Directed by Thomas Makowski
A ranch enforcer begins to question his defense of the “Code of the West” while unraveling the mystery behind a series of cattle rustlings in the area.
This movie is one of us numerous adaptions of the book of the same name. There have been multiple film adaptions as well as a long running TV show and even a stage show. The book is considered by many (with some debate) to be the first true Western novel outside of the dime store tradition.
I did a little reading after learning by accident that this film was not just a take a take on the 1962 to 1971 series or even some variation of one of the preceding film adaptions. One thing that jumped out at me here was that this film incorporated the bulk of the book’s major characters and at the minimum aimed to get the characterizations close to those of the book from what I can see. I will not comment on specific differences between the source and the film since I had never heard of the book until now.
This version of The Virginian is pretty good. In structure and tone it is very old-school in its approach to the Western genre. This is no revisionist Western film. They do not try to undo the mythology of the Old West or just make everyone involved some shade of terrible. Our hero is an honorable man and those he keeps close are the same even if they fall short of being good people.
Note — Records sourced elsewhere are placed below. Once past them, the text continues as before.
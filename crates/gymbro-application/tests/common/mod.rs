#![allow(dead_code)]

use async_trait::async_trait;
use gymbro_application::WorkoutSessionService;
use gymbro_core::config::EngineSettings;
use gymbro_core::error::{GymError, Result};
use gymbro_core::session::{SessionStore, WorkoutSession};
use gymbro_core::user::{Max, UserRepository};
use gymbro_core::workout::{Workout, WorkoutRepository};
use gymbro_infrastructure::{MemorySessionStore, MemoryUserRepository, MemoryWorkoutRepository};
use std::sync::Arc;
use std::sync::atomic::{AtomicBool, Ordering};
use std::time::Duration;
use tokio::sync::Notify;

pub const INACTIVITY_TIMEOUT: Duration = Duration::from_secs(30 * 60);
pub const SEAL_LEASE: Duration = Duration::from_secs(60);

pub fn settings() -> EngineSettings {
    EngineSettings {
        scheduler_interval: Duration::from_millis(20),
        inactivity_timeout: INACTIVITY_TIMEOUT,
        personal_record_bonus: 50,
        scoring_base: 100,
        seal_lease: SEAL_LEASE,
    }
}

/// Workout repository whose writes can be switched to fail.
#[derive(Default)]
pub struct FlakyWorkoutRepository {
    pub inner: MemoryWorkoutRepository,
    pub fail_saves: AtomicBool,
}

impl FlakyWorkoutRepository {
    pub fn set_failing(&self, failing: bool) {
        self.fail_saves.store(failing, Ordering::SeqCst);
    }
}

#[async_trait]
impl WorkoutRepository for FlakyWorkoutRepository {
    async fn save(&self, workout: &Workout) -> Result<()> {
        if self.fail_saves.load(Ordering::SeqCst) {
            return Err(GymError::store("history database is down"));
        }
        self.inner.save(workout).await
    }

    async fn find_by_id(&self, workout_id: &str) -> Result<Option<Workout>> {
        self.inner.find_by_id(workout_id).await
    }

    async fn list_by_user(&self, user_id: &str) -> Result<Vec<Workout>> {
        self.inner.list_by_user(user_id).await
    }
}

/// User repository whose active-flag writes can be switched to fail, and
/// whose next `list_maxes` can be parked until the test lets it go.
#[derive(Default)]
pub struct FlakyUserRepository {
    pub inner: MemoryUserRepository,
    pub fail_flag_writes: AtomicBool,
    hold_next_max_read: AtomicBool,
    max_read_parked: Notify,
    max_read_resume: Notify,
}

impl FlakyUserRepository {
    /// Parks the next `list_maxes` call, which reconciliation makes right
    /// after sealing.
    pub fn hold_next_max_read(&self) {
        self.hold_next_max_read.store(true, Ordering::SeqCst);
    }

    /// Waits until a held `list_maxes` call is parked.
    pub async fn max_read_parked(&self) {
        self.max_read_parked.notified().await;
    }

    pub fn resume_max_read(&self) {
        self.max_read_resume.notify_one();
    }
}

#[async_trait]
impl UserRepository for FlakyUserRepository {
    async fn set_active(&self, user_id: &str, active: bool) -> Result<()> {
        if self.fail_flag_writes.load(Ordering::SeqCst) {
            return Err(GymError::store("user database is down"));
        }
        self.inner.set_active(user_id, active).await
    }

    async fn is_active(&self, user_id: &str) -> Result<bool> {
        self.inner.is_active(user_id).await
    }

    async fn find_max(&self, user_id: &str, exercise_id: i64) -> Result<Option<Max>> {
        self.inner.find_max(user_id, exercise_id).await
    }

    async fn list_maxes(&self, user_id: &str) -> Result<Vec<Max>> {
        if self.hold_next_max_read.swap(false, Ordering::SeqCst) {
            self.max_read_parked.notify_one();
            self.max_read_resume.notified().await;
        }
        self.inner.list_maxes(user_id).await
    }

    async fn upsert_max(&self, max: &Max) -> Result<()> {
        self.inner.upsert_max(max).await
    }
}

pub struct Harness {
    pub service: Arc<WorkoutSessionService>,
    pub store: Arc<MemorySessionStore>,
    pub users: Arc<FlakyUserRepository>,
    pub workouts: Arc<FlakyWorkoutRepository>,
}

impl Harness {
    pub fn new() -> Self {
        Self::with_store(Arc::new(MemorySessionStore::new()))
    }

    pub fn with_store(store: Arc<MemorySessionStore>) -> Self {
        let users = Arc::new(FlakyUserRepository::default());
        let workouts = Arc::new(FlakyWorkoutRepository::default());
        let service = Arc::new(WorkoutSessionService::new(
            store.clone(),
            users.clone(),
            workouts.clone(),
            settings(),
        ));
        Self {
            service,
            store,
            users,
            workouts,
        }
    }

    /// Stores `session` as if it had been idle past the timeout.
    pub async fn insert_idle(&self, mut session: WorkoutSession) -> WorkoutSession {
        session.last_updated = chrono::Utc::now() - chrono::Duration::minutes(45);
        self.store.create(&session).await.unwrap();
        session
    }
}
// SPDX-License-Identifier: AGPL-3.0-only

//! DMA ring bookkeeping.
//!
//! The card appends fixed-size blocks to a circular region and reports its
//! write pointer; the host consumes blocks behind it and tells the card how
//! far it may reuse memory. [`RingCursor`] holds the arithmetic, with no
//! I/O, so the index invariants can be tested in isolation.
//!
//! ```text
//!  phys                                                phys + size
//!   |  reclaimable  |<- margin ->|  unread  |  free for the card  |
//!                   ^ reclaim    ^ write    ^ current (hardware)
//! ```

use flx_format::block::BlockHeader;
use std::sync::atomic::{AtomicU64, Ordering};
use std::sync::Arc;

/// Borrowed reference to one block inside the ring.
///
/// Carries the block's virtual address and length plus its epoch: the
/// absolute number of blocks the reader had handed out before it. The
/// memory stays valid while the ring is allocated, but the card may
/// overwrite it once its write pointer laps the slot; see [`RingWatch`].
#[derive(Debug, Clone, Copy, PartialEq, Eq)]
pub struct BlockAddress {
    addr: usize,
    len: usize,
    epoch: u64,
}

impl BlockAddress {
    /// Wrap a raw block address.
    ///
    /// # Safety
    ///
    /// `addr` must be valid for reads of `len` bytes for as long as any
    /// copy of the returned value is used. The ring reader upholds this by
    /// stopping every consumer before releasing the ring.
    pub const unsafe fn from_raw(addr: usize, len: usize, epoch: u64) -> Self {
        Self { addr, len, epoch }
    }

    /// Wrap a block held in a slice.
    ///
    /// # Safety
    ///
    /// `block` must outlive every copy of the returned value.
    pub unsafe fn from_slice(block: &[u8], epoch: u64) -> Self {
        Self {
            addr: block.as_ptr() as usize,
            len: block.len(),
            epoch,
        }
    }

    /// Virtual address of the block.
    pub const fn addr(&self) -> usize {
        self.addr
    }

    /// Block length in bytes.
    pub const fn len(&self) -> usize {
        self.len
    }

    /// Whether the block is empty.
    pub const fn is_empty(&self) -> bool {
        self.len == 0
    }

    /// Absolute sequence number of the block in the ring.
    pub const fn epoch(&self) -> u64 {
        self.epoch
    }

    /// Block contents.
    pub fn bytes(&self) -> &[u8] {
        if self.len == 0 {
            return &[];
        }
        // SAFETY: from_raw/from_slice require addr to be readable for len
        // bytes while this value is in use.
        unsafe { std::slice::from_raw_parts(self.addr as *const u8, self.len) }
    }

    /// Decode the block header, `None` if the marker is missing.
    pub fn header(&self) -> Option<BlockHeader> {
        BlockHeader::parse(self.bytes())
    }
}

/// Staleness check shared between the ring reader and the link workers.
///
/// The reader publishes the absolute count of blocks it has observed the
/// card writing. A block whose epoch is a full ring behind that count has
/// been overwritten.
#[derive(Debug, Clone)]
pub struct RingWatch {
    write_mark: Arc<AtomicU64>,
    total_blocks: u64,
}

impl RingWatch {
    /// Watch a ring of `total_blocks` blocks.
    pub fn new(total_blocks: u64) -> Self {
        Self {
            write_mark: Arc::new(AtomicU64::new(0)),
            total_blocks,
        }
    }

    /// Record that the card has written `count` blocks in total.
    pub fn publish(&self, count: u64) {
        self.write_mark.store(count, Ordering::Release);
    }

    /// Blocks observed written so far.
    pub fn write_mark(&self) -> u64 {
        self.write_mark.load(Ordering::Acquire)
    }

    /// Ring size in blocks.
    pub const fn total_blocks(&self) -> u64 {
        self.total_blocks
    }

    /// Whether `block` may already have been overwritten.
    pub fn is_stale(&self, block: &BlockAddress) -> bool {
        block.epoch().saturating_add(self.total_blocks) <= self.write_mark()
    }
}

/// Read/write cursors over the ring, in block units.
#[derive(Debug, Clone, PartialEq, Eq)]
pub struct RingCursor {
    phys_base: u64,
    size: u64,
    block_size: u64,
    read_index: u64,
    current: u64,
    destination: u64,
}

impl RingCursor {
    /// Cursor over `[phys_base, phys_base + size)` split into `block_size`
    /// blocks. `size` must be a non-zero multiple of `block_size`.
    pub const fn new(phys_base: u64, size: u64, block_size: u64) -> Self {
        Self {
            phys_base,
            size,
            block_size,
            read_index: 0,
            current: phys_base,
            destination: phys_base,
        }
    }

    /// Return to the freshly initialised state.
    pub fn reset(&mut self) {
        self.current = self.phys_base;
        self.destination = self.phys_base;
        self.read_index = 0;
    }

    /// Ring size in blocks.
    pub const fn total_blocks(&self) -> u64 {
        self.size / self.block_size
    }

    /// Block size in bytes.
    pub const fn block_size(&self) -> u64 {
        self.block_size
    }

    /// Index of the next block to hand out.
    pub const fn read_index(&self) -> u64 {
        self.read_index
    }

    /// Last observed hardware write pointer.
    pub const fn current(&self) -> u64 {
        self.current
    }

    /// Last reclaim pointer computed.
    pub const fn destination(&self) -> u64 {
        self.destination
    }

    /// Record a hardware write pointer reading.
    pub fn observe(&mut self, addr: u64) {
        self.current = addr;
    }

    /// Whether `addr` lies inside the ring. The end address is accepted:
    /// the card reports it before wrapping.
    pub const fn in_span(&self, addr: u64) -> bool {
        addr >= self.phys_base && addr <= self.phys_base + self.size
    }

    /// Bytes written by the card and not yet handed out.
    pub const fn bytes_available(&self) -> u64 {
        let write_off = self.current - self.phys_base;
        let read_off = self.read_index * self.block_size;
        (write_off + self.size - read_off) % self.size
    }

    /// Whole blocks available.
    pub const fn blocks_available(&self) -> u64 {
        self.bytes_available() / self.block_size
    }

    /// Block index the card is writing next.
    ///
    /// Taken modulo the ring size so that a pointer sitting exactly on the
    /// end address maps to block 0.
    pub const fn write_index(&self) -> u64 {
        ((self.current - self.phys_base) / self.block_size) % self.total_blocks()
    }

    /// Step the read index one block forward, returning the offset in bytes
    /// of the block just passed.
    pub fn advance(&mut self) -> u64 {
        let offset = self.read_index * self.block_size;
        self.read_index = (self.read_index + 1) % self.total_blocks();
        offset
    }

    /// Pointer the card may reuse memory up to: `margin` blocks behind
    /// `write_index`, wrapped into the ring. Recorded as the destination.
    pub fn reclaim(&mut self, write_index: u64, margin: u64) -> u64 {
        let total = self.total_blocks();
        let index = (write_index + total - margin % total) % total;
        self.destination = self.phys_base + index * self.block_size;
        self.destination
    }
}

#[cfg(test)]
mod tests {
    use super::*;
    use proptest::prelude::*;

    const BASE: u64 = 0x1_0000_0000;
    const BS: u64 = 1024;

    #[test]
    fn fresh_cursor_is_empty() {
        let c = RingCursor::new(BASE, 64 * BS, BS);
        assert_eq!(c.total_blocks(), 64);
        assert_eq!(c.bytes_available(), 0);
        assert_eq!(c.write_index(), 0);
        assert!(c.in_span(c.current()));
    }

    #[test]
    fn out_of_span_pointers() {
        let c = RingCursor::new(BASE, 64 * BS, BS);
        assert!(!c.in_span(0));
        assert!(!c.in_span(BASE - 1));
        assert!(c.in_span(BASE + 64 * BS));
        assert!(!c.in_span(BASE + 64 * BS + 1));
    }

    #[test]
    fn end_address_maps_to_block_zero() {
        let mut c = RingCursor::new(BASE, 64 * BS, BS);
        c.observe(BASE + 64 * BS);
        assert_eq!(c.write_index(), 0);
        assert_eq!(c.bytes_available(), 0);
    }

    #[test]
    fn availability_wraps() {
        let mut c = RingCursor::new(BASE, 8 * BS, BS);
        c.observe(BASE + 6 * BS);
        while c.read_index() != c.write_index() {
            c.advance();
        }
        c.observe(BASE + 2 * BS);
        assert_eq!(c.blocks_available(), 4);
        assert_eq!(c.write_index(), 2);
    }

    #[test]
    fn reclaim_wraps_below_base() {
        let mut c = RingCursor::new(BASE, 8 * BS, BS);
        assert_eq!(c.reclaim(6, 4), BASE + 2 * BS);
        assert_eq!(c.reclaim(1, 4), BASE + 5 * BS);
        assert_eq!(c.destination(), BASE + 5 * BS);
    }

    #[test]
    fn stale_after_one_lap() {
        let watch = RingWatch::new(16);
        let data = [0u8; 4];
        // SAFETY: data outlives block.
        let block = unsafe { BlockAddress::from_slice(&data, 3) };
        watch.publish(18);
        assert!(!watch.is_stale(&block));
        watch.publish(19);
        assert!(watch.is_stale(&block));
    }

    proptest! {
        /// Drive the cursor the way the consumer loop does, with a card that
        /// never passes the reclaim pointer.
        #[test]
        fn indices_never_lap(
            total in 8u64..128,
            margin in 1u64..6,
            steps in prop::collection::vec(0u64..200, 1..64),
        ) {
            prop_assume!(margin < total);
            let mut c = RingCursor::new(BASE, total * BS, BS);
            let mut written = 0u64; // absolute blocks written by the card
            let mut read = 0u64;    // absolute blocks handed out
            let mut reclaimed = 0u64; // absolute limit the card may write to

            for step in steps {
                // the card keeps one block free before the reclaim pointer
                let limit = reclaimed + total - 1;
                written = (written + step).min(limit.max(written));
                prop_assert!(written - read < total);

                let wrap = written % total;
                // report the end address instead of 0 on an exact wrap
                let addr = if wrap == 0 && written > 0 { BASE + total * BS } else { BASE + wrap * BS };
                c.observe(addr);
                prop_assert_eq!(c.blocks_available(), written - read);

                let w = c.write_index();
                while c.read_index() != w {
                    c.advance();
                    read += 1;
                }
                prop_assert_eq!(read, written);

                let dest = c.reclaim(w, margin);
                let behind = (w + total - (dest - BASE) / BS) % total;
                prop_assert_eq!(behind, margin);
                reclaimed = written.saturating_sub(margin);
            }
        }
    }
}
// SPDX-License-Identifier: AGPL-3.0-only

//! Card-level constants.
//!
//! These govern how the host consumes the DMA ring: block size, how far
//! behind the write pointer the reclaim pointer trails, and how much data
//! must accumulate before a consumer wakes up.

use crate::block::ELINK_MASK;

// ── Blocks ───────────────────────────────────────────────────────────────────

/// Base block size. Configured block sizes are multiples of this.
pub const BLOCK_SIZE_1K: usize = 1024;

/// Trailer width selecting 16-bit subchunk trailers.
pub const TRAILER_16B: u32 = 16;
/// Trailer width selecting 32-bit subchunk trailers.
pub const TRAILER_32B: u32 = 32;

// ── Ring consumption ─────────────────────────────────────────────────────────

/// Blocks the reclaim pointer is kept behind the last observed write position.
pub const MARGIN_BLOCKS: usize = 4;

/// Blocks that must be available before the consumer dispatches.
pub const BLOCK_THRESHOLD: usize = 256;

/// Sleep while the hardware write pointer lies outside the ring, in ms.
pub const OUT_OF_RANGE_POLL_MS: u64 = 5;

/// Default sleep between availability checks when not in interrupt mode, in µs.
pub const DEFAULT_POLL_TIME_US: u64 = 5000;

/// Default DMA ring size (4 GiB).
pub const DEFAULT_DMA_MEMORY_SIZE: usize = 4 << 30;

// ── Links ────────────────────────────────────────────────────────────────────

/// Links served by one logical unit.
pub const MAX_LINKS_PER_CARD: usize = 6;

/// Elink tag of link `n` is `n * ELINK_TAG_MULTIPLIER`.
pub const ELINK_TAG_MULTIPLIER: u16 = 64;

/// Default capacity of each per-link block queue.
pub const BLOCK_QUEUE_CAPACITY: usize = 1_000_000;

/// Interrupt line signalling data available to host.
pub const IRQ_DATA_AVAILABLE: u32 = 0;

/// Highest link id whose tag fits the 11-bit elink field of a block header.
pub const MAX_LINK_ID: u16 = ELINK_MASK / ELINK_TAG_MULTIPLIER;

/// Elink tag carried by blocks of link `link_id`.
///
/// `None` above [`MAX_LINK_ID`]: no block header can carry such a tag.
pub const fn elink_tag(link_id: u16) -> Option<u16> {
    if link_id > MAX_LINK_ID {
        return None;
    }
    Some(link_id * ELINK_TAG_MULTIPLIER)
}

#[cfg(test)]
mod tests {
    use super::*;

    #[test]
    fn tags_are_64_apart() {
        assert_eq!(elink_tag(0), Some(0));
        assert_eq!(elink_tag(5), Some(320));
        assert_eq!(elink_tag(MAX_LINK_ID), Some(0x7C0));
    }

    #[test]
    fn tags_beyond_the_elink_field_are_refused() {
        assert_eq!(MAX_LINK_ID, 31);
        assert_eq!(elink_tag(32), None);
        assert_eq!(elink_tag(40), None);
        // would overflow u16 if multiplied
        assert_eq!(elink_tag(1024), None);
        assert_eq!(elink_tag(u16::MAX), None);
    }

    #[test]
    fn default_ring_is_whole_blocks() {
        assert_eq!(DEFAULT_DMA_MEMORY_SIZE % BLOCK_SIZE_1K, 0);
        assert!(DEFAULT_DMA_MEMORY_SIZE / BLOCK_SIZE_1K > BLOCK_THRESHOLD + MARGIN_BLOCKS);
    }
}
/// Reader lifecycle state.
#[derive(Debug, Clone, Copy, PartialEq, Eq, Hash)]
pub enum ReaderState {
    /// Nothing opened or allocated
    Idle,
    /// Card open, ring allocated, DMA initialised
    Configured,
    /// DMA thread running
    Running,
    /// Waiting for the DMA thread to finish
    Stopping,
}

/// Everything the DMA thread needs, moved in at start and back at stop.
struct DmaEngine<C> {
    card: SharedCard<C>,
    cursor: RingCursor,
    virt_base: usize,
    dma_id: u32,
    interrupt_mode: bool,
    poll_time: Duration,
    threshold_bytes: u64,
    margin: u64,
    handler: Option<BlockHandler>,
    running: Arc<AtomicBool>,
    stats: Arc<ReaderStats>,
    watch: RingWatch,
    epoch: u64,
}

impl<C: DmaCard> DmaEngine<C> {
    fn run(mut self) -> Self {
        while self.running.load(Ordering::Acquire) {
            self.process();
        }
        self
    }

    fn is_running(&self) -> bool {
        self.running.load(Ordering::Acquire)
    }

    fn read_pointer(&mut self) -> u64 {
        let addr = self.card.lock().current_address(self.dma_id);
        self.cursor.observe(addr);
        addr
    }

    /// One round: wait for a valid pointer and enough data, dispatch every
    /// block up to the write position, then reclaim behind it.
    fn process(&mut self) {
        let mut addr = self.read_pointer();
        while !self.cursor.in_span(addr) {
            ReaderStats::add(&self.stats.out_of_range_polls, 1);
            if !self.is_running() {
                return;
            }
            std::thread::sleep(OUT_OF_RANGE_POLL);
            addr = self.read_pointer();
        }

        while self.cursor.bytes_available() < self.threshold_bytes {
            if !self.is_running() {
                return;
            }
            if self.interrupt_mode {
                let irq = IRQ_DATA_AVAILABLE + self.dma_id;
                self.card.lock().irq_wait(irq, self.poll_time);
            } else {
                std::thread::sleep(self.poll_time);
            }
            let addr = self.read_pointer();
            if !self.cursor.in_span(addr) {
                return;
            }
        }

        let bs = self.cursor.block_size();
        let write_index = self.cursor.write_index();
        let mut dispatched = 0u64;
        while self.cursor.read_index() != write_index {
            let offset = self.cursor.advance();
            #[allow(clippy::cast_possible_truncation)]
            let addr = self.virt_base + offset as usize;
            // SAFETY: addr lies inside the pinned ring, which is only freed
            // after this thread has been joined and every link stopped.
            #[allow(clippy::cast_possible_truncation)]
            let block = unsafe { BlockAddress::from_raw(addr, bs as usize, self.epoch) };
            self.epoch += 1;
            if let Some(handler) = self.handler.as_mut() {
                handler(block);
            }
            dispatched += 1;
        }
        self.watch.publish(self.epoch);
        ReaderStats::add(&self.stats.blocks, dispatched);
        ReaderStats::add(&self.stats.bytes, dispatched * bs);

        let destination = self.cursor.reclaim(write_index, self.margin);
        let result = self.card.lock().dma_set_ptr(self.dma_id, destination);
        match result {
            Ok(()) => ReaderStats::add(&self.stats.reclaim_updates, 1),
            Err(e) => {
                ReaderStats::add(&self.stats.card_errors, 1);
                tracing::warn!("DMA {}: reclaim pointer update failed: {e}", self.dma_id);
            }
        }
    }
}

/// Reset the DMA engine and interrupts of an open card.
fn init_dma<C: DmaCard>(card: &mut C, config: &ReaderConfig) -> Result<()> {
    card.dma_reset()?;
    card.soft_reset()?;
    card.irq_reset_counters()?;
    if config.interrupt_mode {
        card.irq_enable(IRQ_DATA_AVAILABLE + config.dma_id)?;
    } else {
        card.irq_disable()?;
    }
    Ok(())
}

/// Reader of one card DMA channel.
pub struct CardReader<C: DmaCard, A: PinnedAllocator> {
    config: ReaderConfig,
    card: SharedCard<C>,
    allocator: A,
    state: ReaderState,
    card_open: bool,
    cursor: Option<RingCursor>,
    handler: Option<BlockHandler>,
    running: Arc<AtomicBool>,
    stats: Arc<ReaderStats>,
    watch: Option<RingWatch>,
    thread: Option<JoinHandle<DmaEngine<C>>>,
    // dropped last
    region: Option<A::Region>,
}

impl<C: DmaCard, A: PinnedAllocator> std::fmt::Debug for CardReader<C, A> {
    fn fmt(&self, f: &mut std::fmt::Formatter<'_>) -> std::fmt::Result {
        f.debug_struct("CardReader")
            .field("id", &self.config.id())
            .field("dma_id", &self.config.dma_id)
            .field("state", &self.state)
            .field("region", &self.region)
            .finish_non_exhaustive()
    }
}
They, like him, have a code by which they live.
These are good people in a rough setting during difficult times just trying to live. Too often in these days the characters are ridiculously flawed and those flaws contribute to the problem. The hero, flawed themselves, comes along and disrupts the plans of the significantly more flawed baddie. While the Virginian in this film is not a saint, he is not a ridiculous sinner either. And that is a good thing.
Trace Adkins is surprisingly good as the titular character usually referred to in the story as South or the Virginian (and once referred to as “Jeff” by his friend Steve who is played by Canadian actor John Novak). Adkins is a very good Western tough guy and if they were turning out this genre in the manner they once did with the quality that they once did I think he could own the genre. Alas those days are long gone, and everybody wants big budget science fiction and superhero stuff. Adkins is tall and silent and imposing in the film with moments of actual character toughness sprinkled sparingly throughout.
The Virginian’s central nemesis (at least that he believes) during the course of the film is a man referred to only as Trampas (Steve Bacic). I first remember encountering Bacic in Andromeda and Stargate SG1 though his performance in SG1 as a fallen Goa’uld System Lord left much more of an impression. He channels the same smarmy jerk vibe here as he did then.
The Virginian begins when a young writer arrives in town. He is a guest of local cattleman Judge Henry (Ron Perlman). The character’s name is Owen Walton (Brendan Penny) and that sounds very similar to Owen Wister who is the author of the book upon which this is based. Perhaps an homage to the gentleman? Possibly. Prior to writing the book, the author Owen Wister did head out West to work as a ranch hand to gain firsthand knowledge in much the same way as the Owen Walton character did.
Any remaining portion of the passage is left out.